(Collected data entries)
--- START ---

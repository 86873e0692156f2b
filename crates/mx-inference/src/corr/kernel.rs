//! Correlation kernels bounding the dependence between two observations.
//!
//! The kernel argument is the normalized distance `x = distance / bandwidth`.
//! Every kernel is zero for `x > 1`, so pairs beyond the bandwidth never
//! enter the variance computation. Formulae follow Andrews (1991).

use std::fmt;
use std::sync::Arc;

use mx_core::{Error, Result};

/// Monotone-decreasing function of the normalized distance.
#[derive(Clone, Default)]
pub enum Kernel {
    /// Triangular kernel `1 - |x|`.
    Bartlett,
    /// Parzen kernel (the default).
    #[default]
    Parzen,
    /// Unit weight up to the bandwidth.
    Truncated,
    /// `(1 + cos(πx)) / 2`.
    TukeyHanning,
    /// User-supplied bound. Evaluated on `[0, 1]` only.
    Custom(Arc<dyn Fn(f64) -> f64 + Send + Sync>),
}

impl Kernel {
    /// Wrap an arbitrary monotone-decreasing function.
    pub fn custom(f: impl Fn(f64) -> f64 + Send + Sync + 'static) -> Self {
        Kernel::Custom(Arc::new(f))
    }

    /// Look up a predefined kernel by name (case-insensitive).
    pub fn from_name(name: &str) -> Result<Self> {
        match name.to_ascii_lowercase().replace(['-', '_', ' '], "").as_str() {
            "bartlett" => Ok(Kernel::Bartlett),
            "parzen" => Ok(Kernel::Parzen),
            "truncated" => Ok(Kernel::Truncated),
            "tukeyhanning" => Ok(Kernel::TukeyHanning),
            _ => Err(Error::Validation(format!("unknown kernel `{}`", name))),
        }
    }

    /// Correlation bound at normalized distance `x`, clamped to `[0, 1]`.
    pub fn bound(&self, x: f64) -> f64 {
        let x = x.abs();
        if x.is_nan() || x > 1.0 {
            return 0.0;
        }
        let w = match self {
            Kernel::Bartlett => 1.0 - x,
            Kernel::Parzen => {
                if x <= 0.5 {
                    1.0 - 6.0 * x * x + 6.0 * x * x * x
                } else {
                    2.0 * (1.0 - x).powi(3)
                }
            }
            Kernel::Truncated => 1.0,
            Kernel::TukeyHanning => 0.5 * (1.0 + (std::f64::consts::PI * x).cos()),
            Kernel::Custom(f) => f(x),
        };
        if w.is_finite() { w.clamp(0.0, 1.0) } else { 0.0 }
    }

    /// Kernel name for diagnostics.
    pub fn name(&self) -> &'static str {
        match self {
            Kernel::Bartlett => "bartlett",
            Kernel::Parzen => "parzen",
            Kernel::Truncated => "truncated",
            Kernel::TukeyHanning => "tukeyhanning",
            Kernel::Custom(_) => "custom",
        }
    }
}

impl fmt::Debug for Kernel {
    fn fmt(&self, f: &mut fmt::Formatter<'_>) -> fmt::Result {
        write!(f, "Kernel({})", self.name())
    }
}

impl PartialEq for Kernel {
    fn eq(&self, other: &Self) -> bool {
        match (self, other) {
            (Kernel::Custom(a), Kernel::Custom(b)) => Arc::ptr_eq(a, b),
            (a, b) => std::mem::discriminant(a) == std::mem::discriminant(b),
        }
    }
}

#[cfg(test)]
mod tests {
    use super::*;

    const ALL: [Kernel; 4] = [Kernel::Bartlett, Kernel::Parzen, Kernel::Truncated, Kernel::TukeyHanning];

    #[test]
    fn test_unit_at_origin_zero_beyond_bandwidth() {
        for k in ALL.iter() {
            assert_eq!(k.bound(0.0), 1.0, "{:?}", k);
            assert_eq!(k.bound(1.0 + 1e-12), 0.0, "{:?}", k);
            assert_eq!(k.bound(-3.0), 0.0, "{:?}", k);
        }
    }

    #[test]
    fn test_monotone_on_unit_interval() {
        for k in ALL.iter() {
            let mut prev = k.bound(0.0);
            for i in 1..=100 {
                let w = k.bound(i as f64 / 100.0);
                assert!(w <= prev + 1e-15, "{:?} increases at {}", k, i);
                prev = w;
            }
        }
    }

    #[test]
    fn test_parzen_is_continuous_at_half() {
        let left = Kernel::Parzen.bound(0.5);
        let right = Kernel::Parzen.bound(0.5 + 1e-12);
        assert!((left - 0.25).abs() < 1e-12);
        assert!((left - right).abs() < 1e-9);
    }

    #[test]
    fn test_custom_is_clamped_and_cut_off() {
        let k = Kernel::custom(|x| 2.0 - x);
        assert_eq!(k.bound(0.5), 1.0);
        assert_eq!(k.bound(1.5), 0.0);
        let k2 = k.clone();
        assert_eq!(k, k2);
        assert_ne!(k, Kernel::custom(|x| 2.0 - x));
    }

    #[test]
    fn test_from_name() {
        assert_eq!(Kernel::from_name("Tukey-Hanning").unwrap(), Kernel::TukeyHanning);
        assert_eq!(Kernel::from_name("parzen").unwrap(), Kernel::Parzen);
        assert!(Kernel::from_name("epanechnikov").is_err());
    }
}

--- END ---
--- START ---

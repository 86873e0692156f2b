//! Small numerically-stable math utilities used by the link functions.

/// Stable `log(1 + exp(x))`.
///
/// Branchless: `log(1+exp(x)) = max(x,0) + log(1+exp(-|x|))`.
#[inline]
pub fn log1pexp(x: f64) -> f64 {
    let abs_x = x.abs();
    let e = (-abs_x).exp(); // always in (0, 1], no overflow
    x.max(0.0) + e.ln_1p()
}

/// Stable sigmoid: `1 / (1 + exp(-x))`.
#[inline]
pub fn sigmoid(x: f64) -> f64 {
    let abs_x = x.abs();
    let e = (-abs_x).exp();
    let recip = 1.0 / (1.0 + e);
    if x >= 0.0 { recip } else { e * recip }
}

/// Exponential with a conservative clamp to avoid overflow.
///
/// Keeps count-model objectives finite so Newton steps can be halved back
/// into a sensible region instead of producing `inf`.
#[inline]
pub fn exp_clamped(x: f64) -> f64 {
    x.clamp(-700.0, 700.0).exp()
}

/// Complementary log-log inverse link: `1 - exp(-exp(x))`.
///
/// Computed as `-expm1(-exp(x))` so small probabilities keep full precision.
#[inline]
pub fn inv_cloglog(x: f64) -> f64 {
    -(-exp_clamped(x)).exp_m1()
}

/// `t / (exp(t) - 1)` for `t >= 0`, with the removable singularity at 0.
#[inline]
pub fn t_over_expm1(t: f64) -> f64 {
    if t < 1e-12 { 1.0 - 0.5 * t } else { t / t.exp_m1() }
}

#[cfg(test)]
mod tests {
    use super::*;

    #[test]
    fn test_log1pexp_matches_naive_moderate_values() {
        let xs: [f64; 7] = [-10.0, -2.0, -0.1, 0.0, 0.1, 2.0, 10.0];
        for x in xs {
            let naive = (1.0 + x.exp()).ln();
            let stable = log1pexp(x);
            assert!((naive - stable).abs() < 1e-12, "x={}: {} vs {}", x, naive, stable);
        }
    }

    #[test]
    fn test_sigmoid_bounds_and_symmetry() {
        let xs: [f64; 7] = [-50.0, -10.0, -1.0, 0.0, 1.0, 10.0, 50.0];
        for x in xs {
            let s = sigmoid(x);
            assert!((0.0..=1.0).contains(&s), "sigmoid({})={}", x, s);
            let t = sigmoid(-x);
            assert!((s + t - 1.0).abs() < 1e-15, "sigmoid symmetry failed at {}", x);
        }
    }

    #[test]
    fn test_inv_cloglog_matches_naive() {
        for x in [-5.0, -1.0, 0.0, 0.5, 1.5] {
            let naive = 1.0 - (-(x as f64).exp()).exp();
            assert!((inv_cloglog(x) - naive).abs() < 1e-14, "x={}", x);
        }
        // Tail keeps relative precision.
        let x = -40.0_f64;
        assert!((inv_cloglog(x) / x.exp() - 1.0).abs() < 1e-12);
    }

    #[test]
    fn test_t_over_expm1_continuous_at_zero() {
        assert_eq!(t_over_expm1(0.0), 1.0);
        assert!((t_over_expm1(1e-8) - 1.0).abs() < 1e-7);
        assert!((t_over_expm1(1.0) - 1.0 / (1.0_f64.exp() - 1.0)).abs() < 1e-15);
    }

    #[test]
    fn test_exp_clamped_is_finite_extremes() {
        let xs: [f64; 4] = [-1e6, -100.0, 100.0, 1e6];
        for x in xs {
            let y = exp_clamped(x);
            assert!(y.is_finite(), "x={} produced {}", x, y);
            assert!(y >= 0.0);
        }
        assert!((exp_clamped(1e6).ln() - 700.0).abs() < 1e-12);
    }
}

--- END ---

_Task to complete_
Starting with the line with "the link functions." above and going on through the line with "let t = sigmoid(-x);", transcribe every line exactly, both ends included, and add nothing.

_Solution below_
//! Small numerically-stable math utilities used by the link functions.

/// Stable `log(1 + exp(x))`.
///
/// Branchless: `log(1+exp(x)) = max(x,0) + log(1+exp(-|x|))`.
#[inline]
pub fn log1pexp(x: f64) -> f64 {
    let abs_x = x.abs();
    let e = (-abs_x).exp(); // always in (0, 1], no overflow
    x.max(0.0) + e.ln_1p()
}

/// Stable sigmoid: `1 / (1 + exp(-x))`.
#[inline]
pub fn sigmoid(x: f64) -> f64 {
    let abs_x = x.abs();
    let e = (-abs_x).exp();
    let recip = 1.0 / (1.0 + e);
    if x >= 0.0 { recip } else { e * recip }
}

/// Exponential with a conservative clamp to avoid overflow.
///
/// Keeps count-model objectives finite so Newton steps can be halved back
/// into a sensible region instead of producing `inf`.
#[inline]
pub fn exp_clamped(x: f64) -> f64 {
    x.clamp(-700.0, 700.0).exp()
}

/// Complementary log-log inverse link: `1 - exp(-exp(x))`.
///
/// Computed as `-expm1(-exp(x))` so small probabilities keep full precision.
#[inline]
pub fn inv_cloglog(x: f64) -> f64 {
    -(-exp_clamped(x)).exp_m1()
}

/// `t / (exp(t) - 1)` for `t >= 0`, with the removable singularity at 0.
#[inline]
pub fn t_over_expm1(t: f64) -> f64 {
    if t < 1e-12 { 1.0 - 0.5 * t } else { t / t.exp_m1() }
}

#[cfg(test)]
mod tests {
    use super::*;

    #[test]
    fn test_log1pexp_matches_naive_moderate_values() {
        let xs: [f64; 7] = [-10.0, -2.0, -0.1, 0.0, 0.1, 2.0, 10.0];
        for x in xs {
            let naive = (1.0 + x.exp()).ln();
            let stable = log1pexp(x);
            assert!((naive - stable).abs() < 1e-12, "x={}: {} vs {}", x, naive, stable);
        }
    }

    #[test]
    fn test_sigmoid_bounds_and_symmetry() {
        let xs: [f64; 7] = [-50.0, -10.0, -1.0, 0.0, 1.0, 10.0, 50.0];
        for x in xs {
            let s = sigmoid(x);
            assert!((0.0..=1.0).contains(&s), "sigmoid({})={}", x, s);
            let t = sigmoid(-x);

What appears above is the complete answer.